I decided to start trawling the forums to answer people’s questions as part of my VCP5.

What?  I hear you say.  Isn’t that eating up into valuable revision time?  Well I don’t think so and here’s why.

I use forums, and Google.  Any engineer who says they don’t is either a liar or has Rainman like memory retention.  When I find the answer it saves me time.  It saves me logging that support call, waiting that wait, sending those logs (after sanitising them!) and then patching up to date, still not solving the problem and finally getting a resolution.  Time saved?  Could be weeks…seriously (note to self to write a post about downgrading UCS blades to have a consistent environment)

So I dived in, I did have a minor ulterior motive.  Get vExpert status.  There are a few different tracks to attain this badge of honour, the main two being a Partner of VMware who pushes the use and innovates around VMware in their company and with their customers, the other is evangelising VMware on the interweb.  Well this blog is a small start on that.  But giving something back to the forums and KBs I’ve pillaged in the past is another way.

For that reason, and also as it definitely meant they still wanted help I chose to assist those posts with zero replies.  The sideline here being that the coveted “helpful/correct answer” bonus points were still on offer.  What can I say, I’m a sucker for points/rewards etc.  Some of the posts were about areas I wouldn’t consider myself well versed in or had issues around specific hardware which I felt I wouldn’t be able to assist with but I found a good few that I thought “I know that”, or “surely that’s got a KB”.

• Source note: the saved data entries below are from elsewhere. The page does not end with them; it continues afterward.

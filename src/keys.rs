//! Deterministic "virtual" accounts derived from a public-key string.
//!
//! The signing key is `SHA-256(utf8(public_key))` taken as a secp256k1
//! scalar. No salt, no randomness: the same string yields the same account
//! on every machine and after every restart.
//!
//! The public key is not a secret. Anyone who learns the string can
//! recompute the private key and move the account's funds; the account is
//! only as confidential as that string.

use alloy_primitives::{Address, keccak256};
use k256::ecdsa::SigningKey;
use sha2::{Digest, Sha256};
use std::fmt;

#[derive(Debug, thiserror::Error)]
pub enum KeyError {
    #[error("Derived scalar is not a valid secp256k1 key")]
    InvalidScalar,
}

pub fn derive_signing_key(public_key: &str) -> Result<SigningKey, KeyError> {
    let digest = Sha256::digest(public_key.as_bytes());
    SigningKey::from_slice(&digest).map_err(|_| KeyError::InvalidScalar)
}

/// Ethereum address of a secp256k1 key.
pub fn address_of(key: &SigningKey) -> Address {
    let point = key.verifying_key().to_encoded_point(false);
    // drop the 0x04 prefix
    let hash = keccak256(&point.as_bytes()[1..]);
    Address::from_slice(&hash[12..])
}

/// Account controlled by a key derived from a public-key string.
#[derive(Clone)]
pub struct VirtualAccount {
    key:     SigningKey,
    address: Address,
}

impl VirtualAccount {
    pub fn derive(public_key: &str) -> Result<Self, KeyError> {
        let key = derive_signing_key(public_key)?;
        let address = address_of(&key);
        Ok(Self { key, address })
    }

    pub fn address(&self) -> Address {
        self.address
    }

    pub fn signing_key(&self) -> &SigningKey {
        &self.key
    }

    /// `0x`-prefixed hex of the raw scalar.
    pub fn private_key_hex(&self) -> String {
        format!("0x{}", alloy_primitives::hex::encode(self.key.to_bytes()))
    }
}

impl fmt::Debug for VirtualAccount {
    fn fmt(&self, f: &mut fmt::Formatter<'_>) -> fmt::Result {
        f.debug_struct("VirtualAccount").field("address", &self.address).finish_non_exhaustive()
    }
}

#[cfg(test)]
mod tests {
    use super::*;
    use alloy_primitives::address;

    #[test]
    fn test_address_of_known_key() {
        let mut scalar = [0u8; 32];
        scalar[31] = 1;
        let key = SigningKey::from_slice(&scalar).unwrap();
        assert_eq!(address_of(&key), address!("7E5F4552091A69125d5DfCb7b8C2659029395Bdf"));
    }

    #[test]
    fn test_derivation_is_deterministic() {
        let a = VirtualAccount::derive("pQECAyYgASFYIB").unwrap();
        let b = VirtualAccount::derive("pQECAyYgASFYIB").unwrap();
        assert_eq!(a.address(), b.address());
        assert_eq!(a.private_key_hex(), b.private_key_hex());
    }

    #[test]
    fn test_private_key_is_sha256_of_string() {
        let account = VirtualAccount::derive("abc").unwrap();
        // SHA-256("abc")
        assert_eq!(
            account.private_key_hex(),
            "0xba7816bf8f01cfea414140de5dae2223b00361a396177a9cb410ff61f20015ad"
        );
    }

    #[test]
    fn test_distinct_keys_for_distinct_strings() {
        let keys: Vec<String> = (0..32)
            .map(|i| VirtualAccount::derive(&format!("pk-{i}")).unwrap().private_key_hex())
            .collect();
        let unique: std::collections::HashSet<_> = keys.iter().collect();
        assert_eq!(unique.len(), keys.len());
    }

    #[test]
    fn test_debug_hides_private_key() {
        let account = VirtualAccount::derive("abc").unwrap();
        let dbg = format!("{account:?}");
        assert!(!dbg.contains("ba7816bf"), "debug output leaked the key: {dbg}");
    }
}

Sure enough I rattled off a number of replies/responses pretty quickly and waited.  I was particularly surprised at the number of people asking “can you help I have this problem!” but without posting what version of esxi/vcenter they are on etc.  So asking that is often the first step.  Then it makes it easier to see if a) I know off the top of my head a solution b) Confirm any more info with them c) Check VMware’s KB d) Check the omniscient Google There are only a few things I’ve found I couldn’t answer so far, e.g. where it’s hardware specific.  I’ve answered some queries around homelabs as I’ve got one.  I learned that you can run a “homeserver” or esxi install and spin up a windows/Linux VM on it and configure passthrough (assuming your physical supports it) and redirect the VMs console to the GPU.  Nice but I think I’ll stick to the pretty orange/grey of the DCUI ;-)

So I’ve helped, I’ve failed and I’ve learned.  It’s that latter surprise that made me want to continue.  I’m more than happy for another vPerson to correct me (I will of course fact check them!) or even root out a solution for someone else’s issue myself and learn in the process.  It gives you practice exam questions “If bob on the forums is trying to migrate his standard switches to a DVS and is getting error X what should he do” and in this case….there’s no multiple choice…but you do have the internet to consult.

So, despite never having seen the film, I can thoroughly recommend the Pay it Forward idea!